Num jardim dos Olivais, em Lisboa, perto da casa onde mora com Pedro, também ele duplo transplantado (rim e pâncreas), Liliana caminha com determinação, com os olhos do cão-guia “Madrid” a abrir-lhes o caminho.
“É os nossos olhos e dá-nos confiança para andar na rua com mais destreza, mais liberdade e correr menos riscos, como cair em buracos ou bater em carros estacionados no passeio”, explica Pedro, de 33 anos, fazendo um afago ao cão que, após três anos em lista de espera, conseguiu ter.
Pedro e Liliana formam um casal único. Ambos com duplo transplante há seis anos (em agosto de 2013 e maio de 2014, respetivamente), caminham com a confiança que a companhia de “Madrid” lhes oferece, com a consciência de que o mais difícil já passou.
“A maior dificuldade é ter sede e não poder beber”, conta Pedro, lembrando que é de Castelo Branco e que os verões de mais de 40 graus celsius são insuportáveis de aguentar sem poder beber líquidos.

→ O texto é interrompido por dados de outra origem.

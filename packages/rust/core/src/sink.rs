//! Persistence sink: URL records in, one unordered bulk insert out.

use tracing::debug;

use urlharvest_shared::{HarvestError, Result, UrlRecord};
use urlharvest_storage::{Collection, Document, DocumentStore};

/// Writes decoded record batches into a store, one collection per namespace.
pub struct PersistenceSink<'a, S> {
    store: &'a S,
    store_name: String,
}

impl<'a, S: DocumentStore> PersistenceSink<'a, S> {
    pub fn new(store: &'a S, store_name: impl Into<String>) -> Self {
        Self {
            store,
            store_name: store_name.into(),
        }
    }

    /// The collection records for `namespace` land in.
    pub fn collection(&self, namespace: &str) -> Collection {
        Collection::new(self.store_name.as_str(), namespace)
    }

    /// Persist `records` under `namespace` with a single bulk insert.
    ///
    /// Returns the number of documents written. Store errors are returned
    /// unchanged.
    pub async fn insert_batch(&self, namespace: &str, records: Vec<UrlRecord>) -> Result<usize> {
        let docs = to_documents(records)?;
        let count = docs.len();
        let collection = self.collection(namespace);

        let result = self.store.insert_many(&collection, docs).await?;
        debug!(%collection, count, inserted = result.inserted(), "batch persisted");
        Ok(count)
    }
}

/// One document per record, order preserved.
pub fn to_documents(records: Vec<UrlRecord>) -> Result<Vec<Document>> {
    records
        .into_iter()
        .map(|record| {
            serde_json::to_value(record)
                .map_err(|e| HarvestError::persistence(format!("failed to encode record: {e}")))
        })
        .collect()
}

#[cfg(test)]
mod tests {
    use super::*;
    use urlharvest_storage::MemoryStore;

    fn record(loc: &str) -> UrlRecord {
        UrlRecord {
            loc: loc.into(),
            lastmod: Some("2024-05-01".into()),
            changefreq: Some("weekly".into()),
            priority: None,
        }
    }

    #[test]
    fn documents_keep_order_and_fields() {
        let docs = to_documents(vec![record("https://a"), record("https://b")]).unwrap();
        assert_eq!(docs.len(), 2);
        assert_eq!(docs[0]["loc"], "https://a");
        assert_eq!(docs[1]["loc"], "https://b");
        assert_eq!(docs[0]["changefreq"], "weekly");
        assert!(docs[0].get("priority").is_none());
    }

    #[tokio::test]
    async fn insert_batch_targets_namespace() {
        let store = MemoryStore::new();
        let sink = PersistenceSink::new(&store, "urls");

        let written = sink
            .insert_batch("un", vec![record("https://a"), record("https://b")])
            .await
            .unwrap();
        assert_eq!(written, 2);

        let stored = store.find_all(&Collection::new("urls", "un")).await.unwrap();
        let back: Vec<UrlRecord> = stored
            .into_iter()
            .map(|d| serde_json::from_value(d).unwrap())
            .collect();
        assert_eq!(back, vec![record("https://a"), record("https://b")]);
    }

    #[tokio::test]
    async fn empty_batch_succeeds() {
        let store = MemoryStore::new();
        let sink = PersistenceSink::new(&store, "urls");
        assert_eq!(sink.insert_batch("un", Vec::new()).await.unwrap(), 0);
        assert_eq!(store.total(), 0);
    }
}
//! Shared types, error model, and configuration for urlharvest.
//!
//! This crate is the foundation depended on by all other urlharvest crates.
//! It provides:
//! - [`HarvestError`]: the unified error type
//! - Domain types ([`CrawlTarget`], [`SitemapIndex`], [`SitemapDetail`], [`UrlRecord`])
//! - Configuration ([`AppConfig`], [`IngestConfig`], config loading)

pub mod config;
pub mod error;
pub mod types;

// Re-export public API at crate root for ergonomic imports.
pub use config::{
    AppConfig, DEFAULT_STORE_NAME, FailurePolicy, HttpConfig, IngestConfig, IngestSettings,
    ParseMode, StorageConfig, config_dir, config_file_path, init_config, load_config,
    load_config_from,
};
pub use error::{HarvestError, Result};
pub use types::{CrawlTarget, SitemapDetail, SitemapIndex, SitemapRef, UrlRecord};
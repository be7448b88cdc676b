//! Gzip + XML decoding for sitemap payloads.
//!
//! Both sitemap shapes arrive gzip-framed:
//! - `<sitemapindex>` with `<sitemap><loc>..</loc></sitemap>` children
//! - `<urlset>` with `<url><loc>..</loc><lastmod>..</lastmod>..</url>` children
//!
//! Payloads are decompressed fully into memory before parsing.

use std::io::Read;

use flate2::read::MultiGzDecoder;
use serde::de::DeserializeOwned;
use tracing::warn;

use urlharvest_shared::{HarvestError, ParseMode, Result, SitemapDetail, SitemapIndex};

/// Magic bytes at the start of every gzip member.
const GZIP_MAGIC: [u8; 2] = [0x1f, 0x8b];

/// Upper bound on a single decompressed payload (256 MiB).
pub const MAX_DECOMPRESSED_SIZE: u64 = 256 * 1024 * 1024;

// ---------------------------------------------------------------------------
// Decompression
// ---------------------------------------------------------------------------

/// Decompress a complete gzip payload fetched from `url`.
///
/// Concatenated gzip members are decoded as one stream. Any framing error
/// fails the whole payload; partial output is discarded.
pub fn gunzip(url: &str, compressed: &[u8]) -> Result<Vec<u8>> {
    if compressed.is_empty() {
        return Err(HarvestError::decompression(url, "empty body"));
    }
    if !compressed.starts_with(&GZIP_MAGIC) {
        return Err(HarvestError::decompression(url, "not a gzip stream"));
    }

    let mut decoded = Vec::with_capacity(capacity_hint(compressed.len()));
    MultiGzDecoder::new(compressed)
        .take(MAX_DECOMPRESSED_SIZE + 1)
        .read_to_end(&mut decoded)
        .map_err(|e| HarvestError::decompression(url, e.to_string()))?;

    if decoded.len() as u64 > MAX_DECOMPRESSED_SIZE {
        return Err(HarvestError::decompression(
            url,
            format!("payload exceeds {MAX_DECOMPRESSED_SIZE} bytes once decompressed"),
        ));
    }

    Ok(decoded)
}

/// Initial buffer size for a payload of `compressed_len` bytes, never above the cap.
fn capacity_hint(compressed_len: usize) -> usize {
    compressed_len
        .saturating_mul(4)
        .min(MAX_DECOMPRESSED_SIZE as usize)
}

// ---------------------------------------------------------------------------
// XML parsing
// ---------------------------------------------------------------------------

/// Parse a `<sitemapindex>` document.
pub fn parse_index(xml: &[u8]) -> Result<SitemapIndex> {
    parse_xml(xml, "sitemap index")
}

/// Parse a `<urlset>` document.
pub fn parse_detail(xml: &[u8]) -> Result<SitemapDetail> {
    parse_xml(xml, "sitemap detail")
}

fn parse_xml<T: DeserializeOwned>(xml: &[u8], kind: &str) -> Result<T> {
    quick_xml::de::from_reader(xml)
        .map_err(|e| HarvestError::parse(format!("invalid {kind} XML: {e}")))
}

/// Apply `mode` to a parse result.
///
/// In [`ParseMode::Lenient`] a parse error is logged and replaced by the
/// empty document, so a malformed sitemap yields zero entries instead of
/// failing the run.
pub fn apply_parse_mode<T: Default>(url: &str, parsed: Result<T>, mode: ParseMode) -> Result<T> {
    match (parsed, mode) {
        (Ok(doc), _) => Ok(doc),
        (Err(e), ParseMode::Lenient) => {
            warn!(%url, error = %e, "ignoring unparseable sitemap, continuing with no entries");
            Ok(T::default())
        }
        (Err(e), ParseMode::Strict) => Err(e),
    }
}
//! urlharvest CLI: ingest sitemap hierarchies into a local document store.
//!
//! Fetches a site's gzip sitemap index, walks every child sitemap, and stores
//! each discovered URL record under the target's namespace.

mod commands;

use clap::Parser;
use color_eyre::eyre::Result;

use commands::Cli;

#[tokio::main]
async fn main() -> Result<()> {
    color_eyre::install()?;
    let cli = Cli::parse();
    commands::init_tracing(&cli);
    commands::run(cli).await
}
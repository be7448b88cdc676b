//! Core ingestion pipeline for urlharvest.
//!
//! This crate ties sitemap fetching/decoding and the document store together
//! into one end-to-end run per crawl target (see [`pipeline::Harvester`]).

pub mod pipeline;
pub mod reporter;
pub mod sink;

pub use pipeline::{ChildFailure, Harvester, RunSummary};
pub use reporter::{RunEvent, RunReporter, SilentReporter, TracingReporter};
pub use sink::PersistenceSink;
//! In-process document store.

use std::collections::HashMap;
use std::sync::Mutex;

use urlharvest_shared::{HarvestError, Result};
use uuid::Uuid;

use crate::{Collection, Document, DocumentStore, InsertManyResult, batch_error};

/// A [`DocumentStore`] held entirely in memory.
///
/// Accepts only JSON objects, matching the libSQL store, so both reject the
/// same documents.
#[derive(Debug, Default)]
pub struct MemoryStore {
    collections: Mutex<HashMap<Collection, Vec<Document>>>,
}

impl MemoryStore {
    pub fn new() -> Self {
        Self::default()
    }

    /// Total documents across all collections.
    pub fn total(&self) -> usize {
        self.lock().map(|c| c.values().map(Vec::len).sum()).unwrap_or(0)
    }

    fn lock(&self) -> Result<std::sync::MutexGuard<'_, HashMap<Collection, Vec<Document>>>> {
        self.collections
            .lock()
            .map_err(|_| HarvestError::persistence("memory store lock poisoned"))
    }
}

impl DocumentStore for MemoryStore {
    async fn insert_many(
        &self,
        collection: &Collection,
        docs: Vec<Document>,
    ) -> Result<InsertManyResult> {
        if docs.is_empty() {
            return Ok(InsertManyResult::default());
        }

        let total = docs.len();
        let mut inserted_ids = Vec::with_capacity(total);
        let mut failures = Vec::new();

        let mut collections = self.lock()?;
        let stored = collections.entry(collection.clone()).or_default();
        for (index, doc) in docs.into_iter().enumerate() {
            if doc.is_object() {
                stored.push(doc);
                inserted_ids.push(Uuid::now_v7().to_string());
            } else {
                failures.push((index, "document is not a JSON object".to_string()));
            }
        }

        if !failures.is_empty() {
            return Err(batch_error(collection, total, &failures));
        }
        Ok(InsertManyResult { inserted_ids })
    }

    async fn count(&self, collection: &Collection) -> Result<u64> {
        Ok(self.lock()?.get(collection).map_or(0, |docs| docs.len() as u64))
    }

    async fn find_all(&self, collection: &Collection) -> Result<Vec<Document>> {
        Ok(self.lock()?.get(collection).cloned().unwrap_or_default())
    }
}

#[cfg(test)]
mod tests {
    use super::*;
    use serde_json::json;

    #[tokio::test]
    async fn stores_per_collection() {
        let store = MemoryStore::new();
        let un = Collection::new("urls", "un");

        store
            .insert_many(&un, vec![json!({"loc": "a"}), json!({"loc": "b"})])
            .await
            .unwrap();
        store
            .insert_many(&Collection::new("urls", "other"), vec![json!({"loc": "c"})])
            .await
            .unwrap();

        assert_eq!(store.count(&un).await.unwrap(), 2);
        assert_eq!(store.find_all(&un).await.unwrap()[1]["loc"], "b");
        assert_eq!(store.total(), 3);
    }

    #[tokio::test]
    async fn rejects_non_objects_without_dropping_others() {
        let store = MemoryStore::new();
        let un = Collection::new("urls", "un");

        let err = store
            .insert_many(&un, vec![json!(1), json!({"loc": "a"})])
            .await
            .unwrap_err();
        assert!(err.to_string().contains("1 of 2 documents"));
        assert_eq!(store.count(&un).await.unwrap(), 1);
    }
}
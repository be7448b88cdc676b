//! Core domain types: crawl targets and the two sitemap document shapes.
//!
//! The sitemap structs double as the XML schema (deserialized by the decoder)
//! and the persisted document shape (serialized by the sink), so field names
//! here are the field names downstream consumers see in the store.

use serde::{Deserialize, Serialize};
use url::Url;

use crate::error::{HarvestError, Result};

// ---------------------------------------------------------------------------
// CrawlTarget
// ---------------------------------------------------------------------------

/// A remote site whose sitemap hierarchy should be ingested.
#[derive(Debug, Clone, PartialEq, Eq, Serialize, Deserialize)]
pub struct CrawlTarget {
    /// Logical source identifier, also the storage namespace.
    pub name: String,
    /// Site origin, e.g. `https://digitallibrary.un.org`.
    pub base_url: String,
    /// Path of the top-level compressed index, e.g. `/sitemap_index.xml.gz`.
    pub sitemap_path: String,
}

impl CrawlTarget {
    pub fn new(
        name: impl Into<String>,
        base_url: impl Into<String>,
        sitemap_path: impl Into<String>,
    ) -> Self {
        Self {
            name: name.into(),
            base_url: base_url.into(),
            sitemap_path: sitemap_path.into(),
        }
    }

    /// URL of the top-level sitemap index.
    ///
    /// This is a plain concatenation of `base_url` and `sitemap_path`, not a
    /// URL join: a base with a path component keeps it.
    pub fn index_url(&self) -> String {
        format!("{}{}", self.base_url, self.sitemap_path)
    }

    /// Check that the target can be ingested: non-empty name and an absolute
    /// http(s) index URL.
    pub fn validate(&self) -> Result<()> {
        if self.name.trim().is_empty() {
            return Err(HarvestError::validation("crawl target name is empty"));
        }

        let index_url = self.index_url();
        let parsed = Url::parse(&index_url).map_err(|e| {
            HarvestError::validation(format!(
                "target '{}': invalid sitemap index URL '{index_url}': {e}",
                self.name
            ))
        })?;

        match parsed.scheme() {
            "http" | "https" => Ok(()),
            other => Err(HarvestError::validation(format!(
                "target '{}': unsupported scheme '{other}'",
                self.name
            ))),
        }
    }
}

// ---------------------------------------------------------------------------
// Sitemap index (<sitemapindex>)
// ---------------------------------------------------------------------------

/// The root `<sitemapindex>` document: an ordered list of child sitemaps.
#[derive(Debug, Clone, Default, PartialEq, Eq, Serialize, Deserialize)]
#[serde(rename = "sitemapindex")]
pub struct SitemapIndex {
    #[serde(rename = "sitemap", default)]
    pub sitemaps: Vec<SitemapRef>,
}

/// One `<sitemap>` entry of an index.
#[derive(Debug, Clone, PartialEq, Eq, Serialize, Deserialize)]
pub struct SitemapRef {
    /// Absolute URL of a child gzip-XML sitemap. Empty when `<loc>` is absent.
    #[serde(rename = "loc", default)]
    pub location: String,
    #[serde(default, skip_serializing_if = "Option::is_none")]
    pub lastmod: Option<String>,
}

// ---------------------------------------------------------------------------
// Sitemap detail (<urlset>)
// ---------------------------------------------------------------------------

/// A leaf `<urlset>` document listing individual URL records.
#[derive(Debug, Clone, Default, PartialEq, Eq, Serialize, Deserialize)]
#[serde(rename = "urlset")]
pub struct SitemapDetail {
    #[serde(rename = "url", default)]
    pub urls: Vec<UrlRecord>,
}

/// One `<url>` entry. Values are kept as the source text; nothing is
/// re-validated or normalized.
#[derive(Debug, Clone, PartialEq, Eq, Serialize, Deserialize)]
pub struct UrlRecord {
    /// Empty when `<loc>` is absent; the record is still kept.
    #[serde(default)]
    pub loc: String,
    #[serde(default, skip_serializing_if = "Option::is_none")]
    pub lastmod: Option<String>,
    #[serde(default, skip_serializing_if = "Option::is_none")]
    pub changefreq: Option<String>,
    #[serde(default, skip_serializing_if = "Option::is_none")]
    pub priority: Option<String>,
}

#[cfg(test)]
mod tests {
    use super::*;

    #[test]
    fn index_url_is_plain_concatenation() {
        let target = CrawlTarget::new("un", "https://digitallibrary.un.org", "/sitemap_index.xml.gz");
        assert_eq!(
            target.index_url(),
            "https://digitallibrary.un.org/sitemap_index.xml.gz"
        );

        let nested = CrawlTarget::new("docs", "https://example.com/docs", "/sitemap.xml.gz");
        assert_eq!(nested.index_url(), "https://example.com/docs/sitemap.xml.gz");
    }

    #[test]
    fn validate_accepts_http_targets() {
        let target = CrawlTarget::new("local", "http://localhost:8080", "/index.xml.gz");
        assert!(target.validate().is_ok());
    }

    #[test]
    fn validate_rejects_empty_name() {
        let target = CrawlTarget::new("  ", "https://example.com", "/index.xml.gz");
        let err = target.validate().unwrap_err();
        assert!(err.to_string().contains("name is empty"));
    }

    #[test]
    fn validate_rejects_relative_and_non_http() {
        let relative = CrawlTarget::new("x", "example.com", "/index.xml.gz");
        assert!(relative.validate().is_err());

        let ftp = CrawlTarget::new("x", "ftp://example.com", "/index.xml.gz");
        let err = ftp.validate().unwrap_err();
        assert!(err.to_string().contains("unsupported scheme"));
    }

    #[test]
    fn url_record_serializes_with_source_field_names() {
        let record = UrlRecord {
            loc: "https://example.com/a".into(),
            lastmod: Some("2024-01-02".into()),
            changefreq: None,
            priority: Some("0.8".into()),
        };

        let value = serde_json::to_value(&record).expect("serialize");
        assert_eq!(value["loc"], "https://example.com/a");
        assert_eq!(value["lastmod"], "2024-01-02");
        assert_eq!(value["priority"], "0.8");
        assert!(value.get("changefreq").is_none());

        let back: UrlRecord = serde_json::from_value(value).expect("deserialize");
        assert_eq!(back, record);
    }
}
pub mod config;
pub mod error;
pub mod logging;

Diabéticos desde criança, cedo se habituaram às regras da doença. Mas se Liliana contava com um “grande suporte familiar” para ajudar nos “doces sem açúcar” nas festas, Pedro confessa que, apesar da diabetes, “esticava a corda”.
Depois de anos a fazer hemodiálise, foi aos 23 anos que a prova de fogo chegou: “Ia a sair de casa e senti um clique, um estalinho na cabeça, como se fosse o rebentar de um elástico. Quando abri os olhos estava tudo branco. Consegui orientar-me, voltei para casa. Fui ao hospital e ainda fui operado, mas não havia nada a fazer.”
Pedro explica que “o nervo ótico tinha rebentado e que isso não tem regressão”.
Hoje, ambos concordam que o duplo transplante lhes ofereceu uma vida normal. “É passar da noite para o dia, voltar a ter uma vida normal, com as restrições que uma pessoa normal deve ter”, explica Pedro, lembrando que agora pode beber água sempre que lhe apetece.
“A sensação de liberdade é indescritível… há um sentimento de gratidão por todas as pessoas envolvidas, desde médicos, a família e amigos, mas o principal foi parar a diálise. Eu já não me lembrava de como era não ser diabética”, conta Liliana, que vê o transplante como “um renascer”.
“Dou ainda mais valor à vida”, acrescenta Liliana, que falou com a Lusa nas vésperas do Dia Mundial do Rim, que se assinala na quinta-feira.
A quem sofre de insuficiência renal, aconselha a “cumprir o que o médico assistente diz e acreditar sempre”.
“A vida exige-nos coragem e nós temos de ser corajosos. Vale a pena. Apesar do que passámos, foi graças a este processo que nos apaixonámos”, conta Liliana, brincando: “Não deixa de ser irónico que duas pessoas que não veem acabaram por se conhecer enquanto assistiam a um jogo de futebol.”